I totally misread the code. Sorry. Brian seems to be on the right
track.

leveille · February 3, 2009, 2:46pm

adder = lambda { |x,y,z| x+y+z }
z = lambda { |z| adder[1,2,z] }
z[3]
This is what I want: write my equation one time then use that equation
in many different ways - solve for any one variable of my choice without
re-writing the equation. Thank you so much!

But I still think some flavour of currying is what you want. Is it
important that arbitrary parameters are fixed, rather than just the
left-most ones?

It is important that arbitrary parameters are fixed as long as only one
parameter is unknown.

Thank you.

leveille · February 3, 2009, 3:09pm

Jason L. wrote:

adder = lambda { |x,y,z| x+y+z }
z = lambda { |z| adder[1,2,z] }
z[3]
This is what I want: write my equation one time then use that equation
in many different ways - solve for any one variable of my choice without
re-writing the equation. Thank you so much!

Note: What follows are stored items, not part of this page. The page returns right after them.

//! [`Host`] implementation backed by the running system.

use std::io::ErrorKind;
use std::os::unix::fs::MetadataExt;
use std::process::Stdio;
use std::time::Duration;

use async_trait::async_trait;
use tokio::process::Command;
use tracing::trace;

use super::{CommandOutput, FileStat, Host, ProbeError};

/// Upper bound for a single external command.
pub const DEFAULT_COMMAND_TIMEOUT: Duration = Duration::from_secs(30);

#[derive(Debug, Clone)]
pub struct LocalHost {
    command_timeout: Duration,
}

impl Default for LocalHost {
    fn default() -> Self {
        Self {
            command_timeout: DEFAULT_COMMAND_TIMEOUT,
        }
    }
}

impl LocalHost {
    pub fn new() -> Self {
        Self::default()
    }

    pub fn with_command_timeout(mut self, timeout: Duration) -> Self {
        self.command_timeout = timeout;
        self
    }
}

#[async_trait]
impl Host for LocalHost {
    async fn read_file(&self, path: &str) -> Result<Option<String>, ProbeError> {
        match tokio::fs::read(path).await {
            Ok(bytes) => Ok(Some(String::from_utf8_lossy(&bytes).into_owned())),
            Err(e) if e.kind() == ErrorKind::NotFound => Ok(None),
            Err(source) => Err(ProbeError::Read {
                path: path.to_string(),
                source,
            }),
        }
    }

    async fn stat(&self, path: &str) -> Result<Option<FileStat>, ProbeError> {
        match tokio::fs::metadata(path).await {
            Ok(meta) => Ok(Some(FileStat {
                mode: meta.mode() & 0o7777,
                uid: meta.uid(),
                gid: meta.gid(),
            })),
            Err(e) if e.kind() == ErrorKind::NotFound => Ok(None),
            Err(source) => Err(ProbeError::Read {
                path: path.to_string(),
                source,
            }),
        }
    }

    async fn run(&self, program: &str, args: &[&str]) -> Result<CommandOutput, ProbeError> {
        trace!(program, ?args, "running probe command");

        let child = Command::new(program)
            .args(args)
            .stdin(Stdio::null())
            .stdout(Stdio::piped())
            .stderr(Stdio::piped())
            .kill_on_drop(true)
            .spawn()
            .map_err(|source| match source.kind() {
                ErrorKind::NotFound => ProbeError::CommandNotFound(program.to_string()),
                _ => ProbeError::Spawn {
                    program: program.to_string(),
                    source,
                },
            })?;

        let output = tokio::time::timeout(self.command_timeout, child.wait_with_output())
            .await
            .map_err(|_| ProbeError::TimedOut {
                program: program.to_string(),
                limit: self.command_timeout,
            })?
            .map_err(|source| ProbeError::Spawn {
                program: program.to_string(),
                source,
            })?;

        Ok(CommandOutput {
            exit_code: output.status.code().unwrap_or(-1),
            stdout: String::from_utf8_lossy(&output.stdout).into_owned(),
            stderr: String::from_utf8_lossy(&output.stderr).into_owned(),
        })
    }
}
//! Live progress line on stderr.

use std::io::{IsTerminal, Write};
use std::sync::Arc;
use std::time::Duration;

use osaudit_core::{ProgressSnapshot, ProgressTracker, RunPhase};
use tokio::task::JoinHandle;

const POLL_INTERVAL: Duration = Duration::from_millis(100);
const BAR_WIDTH: usize = 30;

/// Off in verbose mode and when stderr is not a terminal.
pub fn enabled(verbose: bool, no_progress: bool) -> bool {
    !(verbose || no_progress) && std::io::stderr().is_terminal()
}

/// Poll `tracker` every 100 ms until the run has drained.
pub fn spawn_observer(tracker: Arc<ProgressTracker>, total: usize) -> JoinHandle<()> {
    tokio::spawn(async move {
        let mut ticker = tokio::time::interval(POLL_INTERVAL);
        let mut stderr = std::io::stderr();
        loop {
            ticker.tick().await;
            let snap = tracker.snapshot();
            let _ = write!(stderr, "\r{}", progress_line(&snap, total));
            let _ = stderr.flush();
            if snap.is_drained() {
                break;
            }
        }
        let _ = write!(stderr, "\r{:width$}\r", "", width = BAR_WIDTH + 40);
        let _ = stderr.flush();
    })
}

pub fn progress_line(snap: &ProgressSnapshot, total: usize) -> String {
    let filled = if total == 0 {
        BAR_WIDTH
    } else {
        (snap.finished.min(total) * BAR_WIDTH) / total
    };
    let phase = match snap.phase {
        RunPhase::Loading => "loading",
        RunPhase::Running => "running",
        RunPhase::Draining => "draining",
        RunPhase::Finished => "done",
    };
    format!(
        "[{}{}] {:>4}/{:<4} {:>2} in flight  {phase}",
        "#".repeat(filled),
        "-".repeat(BAR_WIDTH - filled),
        snap.finished,
        total,
        snap.in_flight(),
    )
}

But I still think some flavour of currying is what you want. Is it
important that arbitrary parameters are fixed, rather than just the
left-most ones?

It is important that arbitrary parameters are fixed as long as only one
parameter is unknown.

If the logic is to be hard-coded then maybe

f2 = lambda { |y| adder[1,y,3] }

is good enough for you. Otherwise, writing a currying function which
fixes arbitrary parameters is left as an exercise

leveille · February 3, 2009, 12:29pm

Jason L. wrote:

I’m looking for a clean way to write a function that allows me to choose
which parameter to solve for assuming all others are known. Is it good
design to do something like this: ?

class Foo
def initialize(x, y, z)
@x, @y, @z = x, y, z
end

def function(var)
if @x.nil?
@x = var
elsif @y.nil?
@y = var
else
@z = var
end
@x + @y + @z
end

end

z = Foo.new(1, 2, nil)
z.function(3)
=> 6

Hmm, is this some sort of currying?

adder = lambda { |x,y,z| x+y+z }
z = lambda { |z| adder[1,2,z] }
z[3]

You could perhaps factor this out into some sort of fix_args method.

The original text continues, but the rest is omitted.